** WHAT THE EXERCISE ASKS **
Using the data beneath this instruction, retype only the lines from the one that contains "Self::build(config, device, false, None)" down to the one that contains "to construct student", both included, exactly as they appear.

Dataset entries
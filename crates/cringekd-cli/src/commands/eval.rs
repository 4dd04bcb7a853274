//! `cringekd eval`: score an already-trained checkpoint.
//!
//! Loads a model directory written by `cringekd train` and reports per-label
//! and macro metrics against a labelled JSONL dataset, without touching the
//! weights.

use std::path::Path;

use anyhow::{Context, Result};
use tracing::info;

use cringekd_core::{select_device, Dataset, Tokenizer, LABEL_KEYS};
use cringekd_distill::{export, Evaluator, StudentModel};

use crate::config::AppConfig;

#[allow(clippy::too_many_arguments)]
pub fn run(
    model_dir: &Path,
    data: &Path,
    output: Option<&Path>,
    max_length: Option<usize>,
    batch_size: Option<usize>,
    positive_threshold: Option<f32>,
    gpu: bool,
    cfg: &AppConfig,
) -> Result<()> {
    let t = &cfg.training;
    let max_length = max_length.unwrap_or(t.max_length);
    let batch_size = batch_size.unwrap_or(t.batch_size);
    let positive_threshold = positive_threshold.unwrap_or(t.positive_threshold);

    let device = select_device(gpu || cfg.device.prefer_gpu, cfg.device.cuda_device_id)?;

    let tokenizer = Tokenizer::from_file(&model_dir.join("tokenizer.json"))
        .context("Failed to load tokenizer")?;
    let dataset = Dataset::from_jsonl(data)
        .with_context(|| format!("Failed to load dataset from {}", data.display()))?;
    anyhow::ensure!(!dataset.is_empty(), "evaluation set is empty");

    let student = StudentModel::from_pretrained(model_dir, &device)
        .with_context(|| format!("Failed to load model from {}", model_dir.display()))?;

    info!(
        examples = dataset.len(),
        positive_threshold,
        "Running evaluation"
    );

    let evaluator = Evaluator {
        positive_threshold,
        batch_size,
        max_length,
    };
    let report = evaluator.run(&student, &dataset, &tokenizer)?;

    println!("Macro F1: {:.4}", report.macro_f1);
    println!("Macro precision: {:.4}", report.precision);
    println!("Macro recall: {:.4}", report.recall);
    println!();
    println!("{:<26} {:>9} {:>9} {:>9} {:>9}", "label", "precision", "recall", "f1", "support");
    for name in LABEL_KEYS {
        let m = &report.per_label[name];
        println!(
            "{:<26} {:>9.3} {:>9.3} {:>9.3} {:>9}",
            name, m.precision, m.recall, m.f1, m.support
        );
    }

    let metrics_path = output.unwrap_or(model_dir).join("eval_metrics.json");
    export::write_metrics(&report, &metrics_path)?;
    println!();
    println!("Metrics written to {}", metrics_path.display());

    Ok(())
}
//! Trainable student model.
//!
//! A pretrained BERT-family encoder with a fresh linear classification head
//! of width [`NUM_LABELS`]. All parameters live in a [`candle_nn::VarMap`]
//! so they can receive gradients and be updated by the optimiser; the
//! encoder itself is consumed as an opaque text-to-hidden-states capability
//! from `candle_transformers`.
//!
//! ## Construction modes
//!
//! * **`from_pretrained`**: read `config.json` and overlay the weights from
//!   `model.safetensors` onto the freshly-registered variables. Checkpoints
//!   exported by `transformers` prefix encoder keys with `bert.`; the prefix
//!   is detected from the file so both layouts load. Head weights absent
//!   from the checkpoint keep their random initialisation.
//! * **`from_config`**: fully random weights; used by tests and smoke runs.
//!
//! ## Dtype strategy
//!
//! Weights are F32 on CPU and BF16 on CUDA (candle has no BF16 CPU kernels).
//! Logits are cast to F32 before any loss or sigmoid; softmax in BF16 is not
//! numerically trustworthy.

use std::collections::HashMap;
use std::path::Path;

use anyhow::{Context, Result};
use candle_core::{DType, Device, Tensor};
use candle_nn::{Linear, Module, VarBuilder, VarMap};
use candle_transformers::models::bert::{BertModel, Config as BertConfig};
use tracing::info;

use cringekd_core::NUM_LABELS;

pub struct StudentModel {
    encoder: BertModel,
    classifier: Linear,
    varmap: VarMap,
    pub device: Device,
}

impl StudentModel {
    /// Load a base encoder from a local directory containing `config.json`
    /// and `model.safetensors`, and attach a classification head.
    pub fn from_pretrained(model_dir: &Path, device: &Device) -> Result<Self> {
        let config = read_bert_config(model_dir)?;

        let weights_path = model_dir.join("model.safetensors");
        let tensors = candle_core::safetensors::load(&weights_path, device)
            .with_context(|| format!("Cannot read weights from {}", weights_path.display()))?;
        let bert_prefixed = tensors.keys().any(|k| k.starts_with("bert."));

        info!(
            model_dir = %model_dir.display(),
            hidden_size = config.hidden_size,
            tensors = tensors.len(),
            bert_prefixed,
            "Loading student base encoder"
        );

        Self::build(config, device, bert_prefixed, Some(&tensors))
    }

    /// Create a student with fully random weights from an explicit config.
    pub fn from_config(config: BertConfig, device: &Device) -> Result<Self> {
        Self::build(config, device, false, None)
    }

    /// Shared construction path: register all variables (random init), then
    /// overwrite the ones the checkpoint provides.
    fn build(
        config: BertConfig,
        device: &Device,
        bert_prefixed: bool,
        pretrained: Option<&HashMap<String, Tensor>>,
    ) -> Result<Self> {
        let dtype = match device {
            Device::Cuda(_) => DType::BF16,
            _ => DType::F32,
        };

        let varmap = VarMap::new();
        let vb = VarBuilder::from_varmap(&varmap, dtype, device);

        let encoder_vb = if bert_prefixed { vb.pp("bert") } else { vb.clone() };
        let encoder = BertModel::load(encoder_vb, &config)
            .context("Failed to construct student encoder")?;
        let classifier = candle_nn::linear(config.hidden_size, NUM_LABELS, vb.pp("classifier"))
            .context("Failed to construct classification head")?;

        if let Some(tensors) = pretrained {
            let (loaded, total) = overlay_weights(&varmap, tensors)?;
            info!(loaded, total, "Pre-trained weights overlaid; the rest stay random");
        }

        Ok(Self {
            encoder,
            classifier,
            varmap,
            device: device.clone(),
        })
    }

    /// Forward pass: `[batch, seq]` token ids to `[batch, NUM_LABELS]` F32
    /// logits. The first position's hidden state summarises the sequence for
    /// classification.
    pub fn forward(
        &self,
        input_ids: &Tensor,
        token_type_ids: &Tensor,
        attention_mask: &Tensor,
    ) -> Result<Tensor> {
        let hidden = self
            .encoder
            .forward(input_ids, token_type_ids, Some(attention_mask))
            .context("Student forward pass failed")?;
        let cls = hidden.narrow(1, 0, 1)?.squeeze(1)?;
        let logits = self.classifier.forward(&cls)?;
        logits
            .to_dtype(DType::F32)
            .context("Logit dtype cast failed")
    }

    /// All trainable variables, for the optimiser.
    pub fn trainable_vars(&self) -> Vec<candle_core::Var> {
        self.varmap.all_vars()
    }

    /// Save every parameter (encoder and head) to a SafeTensors file.
    pub fn save(&self, path: &Path) -> Result<()> {
        self.varmap
            .save(path)
            .with_context(|| format!("Failed to save student weights to {}", path.display()))
    }

    /// Reload parameters from a checkpoint written by [`StudentModel::save`].
    /// Every variable must be present in the file.
    pub fn load_weights(&mut self, path: &Path) -> Result<()> {
        self.varmap
            .load(path)
            .with_context(|| format!("Failed to load student weights from {}", path.display()))
    }
}

/// Copy every checkpoint tensor whose name matches a registered variable.
/// Returns `(overwritten, total)` variable counts.
fn overlay_weights(
    varmap: &VarMap,
    tensors: &HashMap<String, Tensor>,
) -> Result<(usize, usize)> {
    let data = varmap.data().lock().unwrap();
    let mut loaded = 0usize;
    for (name, var) in data.iter() {
        if let Some(t) = tensors.get(name) {
            var.set(&t.to_dtype(var.dtype())?)
                .with_context(|| format!("Shape mismatch for checkpoint tensor '{name}'"))?;
            loaded += 1;
        }
    }
    Ok((loaded, data.len()))
}

fn read_bert_config(model_dir: &Path) -> Result<BertConfig> {
    let path = model_dir.join("config.json");
    let json = std::fs::read_to_string(&path)
        .with_context(|| format!("Cannot read {}", path.display()))?;
    serde_json::from_str(&json).with_context(|| format!("Cannot parse {}", path.display()))
}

** EXERCISE OUTPUT **
        Self::build(config, device, false, None)
    }

    /// Shared construction path: register all variables (random init), then
    /// overwrite the ones the checkpoint provides.
    fn build(
        config: BertConfig,
        device: &Device,
        bert_prefixed: bool,
        pretrained: Option<&HashMap<String, Tensor>>,
    ) -> Result<Self> {
        let dtype = match device {
            Device::Cuda(_) => DType::BF16,
            _ => DType::F32,
        };

        let varmap = VarMap::new();
        let vb = VarBuilder::from_varmap(&varmap, dtype, device);

        let encoder_vb = if bert_prefixed { vb.pp("bert") } else { vb.clone() };
        let encoder = BertModel::load(encoder_vb, &config)
            .context("Failed to construct student encoder")?;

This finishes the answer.